Phil Kieran

Phil Kieran
Inglaterra
“Música é a arte do pensamento com sons” (Jules Combarieu)
Pelos sons da mente de Phil Kieran deve existir uma diversidade no universo dele com amor pela música boa. Com eletrônica ele se lançou como um prolífico produtor que trabalha duro como Dj, tem viajado no estilo do espectro da música eletrônica. Sempre comum repleto de energia e vibrando nas ‘baselines’, o ‘set’ de Phil Kieran pode confiantemente guiar o ‘dancefloor’ entre um labirinto de emoções usando Techno, Eletro e House como um cartão postal com o estranho desvio via Joy division e Depeche Mode.
Phil formou a banda “Alloy Mental” que são sintomas da mente de um artista, nascido para criar algo novo. Dividindo ‘ranks’ com o vocalista Corrigan (que estava afastado), o par embarcou numa jurnê para redefinir os limites da dance music para sempre, adicionando uma dose saudável de ‘heavy guitar’ e por fora trabalhando para um novo álbum.
A banda quebrou dois anos de silêncio com o release do nome da faixa deles “Alloy Mental”. Quebrar o novo record em clubs ao redor do mundo, e também na Radio 1 djs Zane Lowe e Annie Mac na lista dos mais tocados é constante na casa.
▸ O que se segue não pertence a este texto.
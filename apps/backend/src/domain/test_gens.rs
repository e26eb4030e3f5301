// Proptest generators for domain types.

use proptest::prelude::*;

use crate::domain::{Card, Position, Rank, Suit, Team};

/// Generate a random Suit
pub fn suit() -> impl Strategy<Value = Suit> {
    prop_oneof![
        Just(Suit::Clubs),
        Just(Suit::Diamonds),
        Just(Suit::Hearts),
        Just(Suit::Spades),
    ]
}

/// Generate a random printed Rank
pub fn rank() -> impl Strategy<Value = Rank> {
    proptest::sample::select(Rank::ALL.to_vec())
}

/// Any card, jacks included (roughly one in thirteen).
pub fn card() -> impl Strategy<Value = Card> {
    prop_oneof![
        12 => (rank(), suit()).prop_map(|(rank, suit)| Card::normal(rank, suit)),
        1 => suit().prop_map(Card::jack),
    ]
}

pub fn team() -> impl Strategy<Value = Team> {
    prop_oneof![Just(Team::A), Just(Team::B), Just(Team::C)]
}

/// Any in-bounds position, corners included.
pub fn position() -> impl Strategy<Value = Position> {
    (0..10i32, 0..10i32).prop_map(|(r, c)| Position::new(r, c).expect("in bounds"))
}

/// Non-corner position.
pub fn open_position() -> impl Strategy<Value = Position> {
    position().prop_filter("corners are never occupied", |p| !p.is_corner())
}

/// A sparse board: each listed cell owned by some team.
pub fn board_cells() -> impl Strategy<Value = Vec<(Position, Team)>> {
    proptest::collection::vec((open_position(), team()), 0..40)
}

pub fn player_count() -> impl Strategy<Value = usize> {
    2usize..=4
}
// for docs on the 'failure' crate see https://boats.gitlab.io/failure/intro.html

use std::io;

#[derive(Debug, Fail)]
pub enum CDBError {
    #[fail(display = "operation attempted on a closed handle")]
    ClosedHandle,

    #[fail(display = "format error: {}", msg)]
    FormatError { msg: String },

    #[fail(display = "io error: {}", cause)]
    IoError { #[cause] cause: io::Error },

    #[fail(display = "overflow: {}", msg)]
    Overflow { msg: String },

    #[fail(display = "type error: {}", msg)]
    TypeError { msg: String },

    #[fail(display = "builder is poisoned by a prior error")]
    PoisonedBuilder,
}

impl From<io::Error> for CDBError {
    fn from(e: io::Error) -> Self {
        CDBError::IoError { cause: e }
    }
}

impl CDBError {
    pub fn format_error<S: Into<String>>(msg: S) -> CDBError {
        CDBError::FormatError { msg: msg.into() }
    }

    pub fn overflow<S: Into<String>>(msg: S) -> CDBError {
        CDBError::Overflow { msg: msg.into() }
    }
}
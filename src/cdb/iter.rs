// Two iterator families: a whole-file record walker (`Records`, wrapped by
// `Items`/`Keys`) and a per-key match walker (`GetAll`), used both directly
// and to detect duplicates during the whole-file walk.
//
// Cursor state here is invalidated by the next call to `next`; every item
// returned is a freshly-allocated `Vec<u8>` rather than a borrowed slice,
// uniformly across the mapped and positional backends, trading one
// allocation per step for not having to reason about borrow lifetimes tied
// to the cursor.

use cdb::codec;
use cdb::errors::CDBError;
use cdb::reader::Reader;
use cdb::{Bucket, Result, MAIN_TABLE_SIZE_BYTES, RECORD_PREFIX_SIZE};

pub struct RecordItem {
    pub key: Vec<u8>,
    pub value: Vec<u8>,
    pub is_first: bool,
}

/// Walks every record in the file, in insertion order, from the start of
/// the record region to the sentinel (the start of the first hash table).
pub struct Records<'r> {
    reader: &'r Reader,
    pos: u32,
    end: u32,
}

impl<'r> Records<'r> {
    pub(crate) fn new(reader: &'r Reader) -> Result<Records<'r>> {
        let end = reader.sentinel()?;
        Ok(Records {
            reader,
            pos: MAIN_TABLE_SIZE_BYTES as u32,
            end,
        })
    }
}

impl<'r> Iterator for Records<'r> {
    type Item = Result<RecordItem>;

    fn next(&mut self) -> Option<Result<RecordItem>> {
        if self.pos >= self.end {
            return None;
        }
        let record_offset = self.pos;

        macro_rules! try_or_stop {
            ($e:expr) => {
                match $e {
                    Ok(v) => v,
                    Err(e) => {
                        self.pos = self.end;
                        return Some(Err(e));
                    }
                }
            };
        }

        let (klen, vlen) = try_or_stop!(self.reader.read_lengths(record_offset));
        let key = try_or_stop!(self.reader.read_key(record_offset, klen));
        let value = try_or_stop!(self.reader.read_value(record_offset, klen, vlen));
        let located = try_or_stop!(self.reader.locate(&key));
        let is_first = match located {
            Some(off) => off == record_offset,
            None => {
                self.pos = self.end;
                return Some(Err(CDBError::format_error(format!(
                    "record at offset {} is reachable by iteration but has no slot in its bucket",
                    record_offset
                )).into()));
            }
        };

        self.pos += RECORD_PREFIX_SIZE as u32 + klen + vlen;

        Some(Ok(RecordItem { key, value, is_first }))
    }
}

/// All (key, value) pairs, either every record (`all = true`) or only the
/// first occurrence of each distinct key (`all = false`).
pub struct Items<'r> {
    inner: Records<'r>,
    all: bool,
}

impl<'r> Items<'r> {
    pub(crate) fn new(inner: Records<'r>, all: bool) -> Items<'r> {
        Items { inner, all }
    }
}

impl<'r> Iterator for Items<'r> {
    type Item = Result<(Vec<u8>, Vec<u8>)>;

    fn next(&mut self) -> Option<Self::Item> {
        loop {
            match self.inner.next()? {
                Ok(item) => {
                    if self.all || item.is_first {
                        return Some(Ok((item.key, item.value)));
                    }
                }
                Err(e) => return Some(Err(e)),
            }
        }
    }
}

/// Keys only, either every occurrence (`all = true`) or only the first
/// occurrence of each distinct key (`all = false`).
pub struct Keys<'r> {
    inner: Records<'r>,
    all: bool,
}

impl<'r> Keys<'r> {
    pub(crate) fn new(inner: Records<'r>, all: bool) -> Keys<'r> {
        Keys { inner, all }
    }
}

impl<'r> Iterator for Keys<'r> {
    type Item = Result<Vec<u8>>;

    fn next(&mut self) -> Option<Self::Item> {
        loop {
            match self.inner.next()? {
                Ok(item) => {
                    if self.all || item.is_first {
                        return Some(Ok(item.key));
                    }
                }
                Err(e) => return Some(Err(e)),
            }
        }
    }
}

/// Wraps the probing state of a single-key lookup: each `next` call
/// advances the probe to the next matching slot or to exhaustion.
pub struct GetAll<'r> {
    reader: &'r Reader,
    key: Vec<u8>,
    hash: u32,
    bucket_ptr: u32,
    num_ents: u32,
    start_slot: u32,
    probe: u32,
    done: bool,
}

impl<'r> GetAll<'r> {
    pub(crate) fn new(reader: &'r Reader, key: &[u8]) -> Result<GetAll<'r>> {
        let hash = codec::hash(key);
        let bucket = reader.bucket_at((hash & 0xFF) as usize)?;
        let done = bucket.num_ents == 0;
        let start_slot = if done { 0 } else { (hash >> 8) % bucket.num_ents };
        Ok(GetAll {
            reader,
            key: key.to_vec(),
            hash,
            bucket_ptr: bucket.ptr,
            num_ents: bucket.num_ents,
            start_slot,
            probe: 0,
            done,
        })
    }
}

impl<'r> Iterator for GetAll<'r> {
    type Item = Result<Vec<u8>>;

    fn next(&mut self) -> Option<Result<Vec<u8>>> {
        if self.done {
            return None;
        }

        let bucket = Bucket { ptr: self.bucket_ptr, num_ents: self.num_ents };

        loop {
            if self.probe >= self.num_ents {
                self.done = true;
                return None;
            }
            let slot_idx = (self.start_slot + self.probe) % self.num_ents;
            self.probe += 1;

            let slot = match self.reader.slot_at(&bucket, slot_idx) {
                Ok(s) => s,
                Err(e) => {
                    self.done = true;
                    return Some(Err(e));
                }
            };

            if slot.record_offset == 0 {
                self.done = true;
                return None;
            }

            if slot.hash != self.hash {
                continue;
            }

            let (klen, vlen) = match self.reader.read_lengths(slot.record_offset) {
                Ok(v) => v,
                Err(e) => {
                    self.done = true;
                    return Some(Err(e));
                }
            };

            if klen as usize != self.key.len() {
                continue;
            }

            let found_key = match self.reader.read_key(slot.record_offset, klen) {
                Ok(k) => k,
                Err(e) => {
                    self.done = true;
                    return Some(Err(e));
                }
            };

            if found_key != self.key {
                continue;
            }

            return Some(self.reader.read_value(slot.record_offset, klen, vlen));
        }
    }
}
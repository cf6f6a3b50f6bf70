// The unified read surface: a memory-mapped backend and a positional
// (seek + read) backend, selected once at open and never switched
// thereafter (see the dynamic-dispatch note in the design notes: a tagged
// variant, not per-call polymorphism).

use std::cell::RefCell;
use std::fs::File;
use std::io::{self, Read, Seek, SeekFrom, Write};

use memmap::Mmap;

use cdb::errors::CDBError;
use cdb::Result;

/// How a `Reader` should acquire its view of the file.
#[derive(Copy, Clone, Debug, Eq, PartialEq)]
pub enum MmapMode {
    /// Map the file; fail the open if mapping is not possible.
    Required,
    /// Never map; always use positional seek + read.
    Forbidden,
    /// Try to map; fall back to positional on failure, logging the
    /// fallback rather than reporting it as an error.
    BestEffort,
}

pub(crate) enum Backend {
    Mapped(Mmap, File),
    Positional(RefCell<File>),
}

impl Backend {
    pub(crate) fn open(file: File, mode: MmapMode) -> Result<(Backend, u64)> {
        let len = file.metadata().map_err(CDBError::from)?.len();

        match mode {
            MmapMode::Forbidden => Ok((Backend::Positional(RefCell::new(file)), len)),
            MmapMode::Required => {
                let mmap = unsafe { Mmap::map(&file) }.map_err(CDBError::from)?;
                Ok((Backend::Mapped(mmap, file), len))
            }
            MmapMode::BestEffort => match unsafe { Mmap::map(&file) } {
                Ok(mmap) => Ok((Backend::Mapped(mmap, file), len)),
                Err(e) => {
                    debug!("mmap best-effort failed ({}), falling back to positional reads", e);
                    Ok((Backend::Positional(RefCell::new(file)), len))
                }
            },
        }
    }

    #[cfg(unix)]
    pub(crate) fn raw_fd(&self) -> ::std::os::unix::io::RawFd {
        use std::os::unix::io::AsRawFd;
        match self {
            Backend::Mapped(_, f) => f.as_raw_fd(),
            Backend::Positional(f) => f.borrow().as_raw_fd(),
        }
    }

    /// Read exactly `len` bytes starting at `offset`, always returning an
    /// owned buffer so callers don't have to care which backend is live.
    pub(crate) fn read_at(&self, offset: u64, len: usize) -> Result<Vec<u8>> {
        match self {
            Backend::Mapped(mmap, _) => {
                let data: &[u8] = mmap.as_ref();
                let start = offset as usize;
                let end = start.checked_add(len).ok_or_else(|| {
                    CDBError::format_error("offset + length overflowed")
                })?;
                if end > data.len() {
                    return Err(CDBError::format_error(format!(
                        "read of {} bytes at {} runs past end of file ({} bytes)",
                        len, offset, data.len()
                    )).into());
                }
                Ok(data[start..end].to_vec())
            }
            Backend::Positional(file_cell) => {
                let mut file = file_cell.borrow_mut();
                let mut buf = vec![0u8; len];
                file.seek(SeekFrom::Start(offset)).map_err(CDBError::from)?;
                match file.read_exact(&mut buf) {
                    Ok(()) => Ok(buf),
                    Err(ref e) if e.kind() == io::ErrorKind::UnexpectedEof => {
                        Err(CDBError::format_error(format!(
                            "short read of {} bytes at offset {}",
                            len, offset
                        )).into())
                    }
                    Err(e) => Err(CDBError::from(e).into()),
                }
            }
        }
    }
}

/// An 8 KiB buffered append-only sink used by the builder. `write` batches
/// into the buffer and flushes it whole when it would overflow; `flush`
/// issues one write of whatever has accumulated.
pub(crate) const WRITE_BUF_SIZE: usize = 8192;

pub(crate) struct BufferedWriter {
    file: File,
    buf: Vec<u8>,
    position: u64,
}

impl BufferedWriter {
    pub(crate) fn new(file: File) -> BufferedWriter {
        BufferedWriter {
            file,
            buf: Vec::with_capacity(WRITE_BUF_SIZE),
            position: 0,
        }
    }

    #[inline]
    pub(crate) fn position(&self) -> u64 {
        self.position
    }

    pub(crate) fn write(&mut self, bytes: &[u8]) -> Result<()> {
        if self.buf.len() + bytes.len() > WRITE_BUF_SIZE {
            self.flush()?;
        }
        if bytes.len() > WRITE_BUF_SIZE {
            // larger than the buffer itself: write straight through.
            self.file.write_all(bytes).map_err(CDBError::from)?;
        } else {
            self.buf.extend_from_slice(bytes);
        }
        self.position += bytes.len() as u64;
        Ok(())
    }

    pub(crate) fn flush(&mut self) -> Result<()> {
        if !self.buf.is_empty() {
            self.file.write_all(&self.buf).map_err(CDBError::from)?;
            self.buf.clear();
        }
        Ok(())
    }

    /// Seek to absolute offset 0 and write `bytes` directly, bypassing the
    /// append buffer. Used once, at commit, to lay down the final header.
    pub(crate) fn write_header_at_start(&mut self, bytes: &[u8]) -> Result<()> {
        self.file.seek(SeekFrom::Start(0)).map_err(CDBError::from)?;
        self.file.write_all(bytes).map_err(CDBError::from)?;
        Ok(())
    }

    pub(crate) fn sync_all(&mut self) -> Result<()> {
        self.flush()?;
        self.file.sync_all().map_err(CDBError::from)?;
        Ok(())
    }

    pub(crate) fn try_clone_file(&self) -> Result<File> {
        self.file.try_clone().map_err(|e| CDBError::from(e).into())
    }

    pub(crate) fn file_ref(&self) -> &File {
        &self.file
    }
}
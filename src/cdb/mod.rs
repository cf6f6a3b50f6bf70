pub use self::errors::CDBError;
pub use self::io::MmapMode;
pub use self::builder::Builder;
pub use self::reader::Reader;

use failure;
use std::result;

pub mod builder;
pub mod codec;
pub mod errors;
pub mod io;
pub mod iter;
pub mod reader;

pub type Result<T> = result::Result<T, failure::Error>;

pub(crate) const MAIN_TABLE_SIZE: usize = 256;
pub(crate) const MAIN_TABLE_SIZE_BYTES: usize = 2048;
pub(crate) const SLOT_SIZE: usize = 8;
pub(crate) const RECORD_PREFIX_SIZE: usize = 8;

/// One of the 256 fixed-position header entries: the file offset and slot
/// count of a bucket's hash table. `num_ents == 0` means the bucket is
/// empty and `ptr` is meaningless.
#[derive(Copy, Clone, Default, Debug, Eq, PartialEq)]
pub(crate) struct Bucket {
    pub(crate) ptr: u32,
    pub(crate) num_ents: u32,
}

/// One 8-byte `(hash, record_offset)` cell inside a bucket's hash table.
/// `record_offset == 0` marks a free slot.
#[derive(Copy, Clone, Default, Debug, Eq, PartialEq)]
pub(crate) struct Slot {
    pub(crate) hash: u32,
    pub(crate) record_offset: u32,
}

#[cfg(test)]
mod tests {
    use super::*;
    use std::io::Read;
    use tempfile::NamedTempFile;

    pub(crate) fn build_temp(kvs: &[(&str, &str)]) -> NamedTempFile {
        let tmp = NamedTempFile::new().unwrap();
        {
            let file = tmp.reopen().unwrap();
            let mut b = Builder::create(file, true, None).unwrap();
            for (k, v) in kvs {
                b.add(k.as_bytes(), v.as_bytes()).unwrap();
            }
            b.commit().unwrap();
        }
        tmp
    }

    #[test]
    fn empty_database_is_2048_zero_bytes() {
        let tmp = build_temp(&[]);
        let mut buf = Vec::new();
        tmp.reopen().unwrap().read_to_end(&mut buf).unwrap();
        assert_eq!(buf.len(), MAIN_TABLE_SIZE_BYTES);
        assert!(buf.iter().all(|&b| b == 0));
    }
}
Isso tem sido como uma excursão para Mr Kieran. Obcecado por música desde jovem, tocando com a Indie Records, roubando do seu irmão mais velho, para celebrar o artista internacional de hoje. Nos dias de hoje, Phil toca uma contínua agenda de datas, entre a Ásia, América do Sul, Europa e é claro o Reino Unido.
Uma vez conhecido como um forte produtor em techno, ele tem realizado ‘tracks’ e selos incluindo Eletrix, Kingsize, Novamute, Skint, Soma e Yoshitoshi.
Phil descobriu cedo sucessos que agora esta com ele; com ‘Vitalian House’, cedo, o produtor pode brigar fortemente com artistas requisitando seus remixes.
Notoriamente no meio desses re-trabalhos estão Agoria - “L´onzieme Marche”, Nitzer Ebb - “Murderous” e mais recentemente remixes por Sons of Slough, VHS ou Beta e o T. Raunmschere do primeiro álbum solo.
Durante o fechamento do estúdio Alloy Mental, Phil continuou trabalhando em produções solo, mas somente há pouco tempo levantou seus próprios esforços para realizar novos ‘tracks’ em Kingsize, Shine e Tronic em 2005.
Alloy Mental já esta construindo uma intensa reputação como um ato de viver, seguindo ‘gigs’ no Shine (Belfast), o festival de Celtronic, e uma performance no show de aniversário de Annie Mac na Radio 1 BBC. Rebanhos de disciplina têm convertido para um novo som, alguns jornalistas entre o meio da música tem dito isso intensamente: cada batalha para decidir se isso é ‘ dance music que se dança ou punk music que você pode dançar também’.
O que seja, com um débito de realizar um álbum no começo de 2006; uma multidão de datas assegurando sua própria agenda de dj, o futuro que Phil Kieran olha, bem é, em… Mental.
"After silence that which comes nearest to expressing the inexpressable is music" (Aldous Huxley).
Phil Kieran seguramente não está calado mas ele ainda continua nos dando a música, em lugar de engordar a mídia exagerada, ele tem a intenção em deixar a música dele falar por si própria.
Os sets do DJ Phil Kieran são únicos, sem igual; uma receita adepta de techno, temperada com beliscões de breakbeat e electro. Usando esta aproximação aberta, Phil foi obsessivo, e criou o estilo de "pé na tábua" da “dancing music” desde os anos adolescentes dele.
Ele foi o residente do Shine Club, em Belfast quando tinha 19 anos e durante os nove anos seguintes promoveu uma coluna vertebral para o legendário clube irlandês.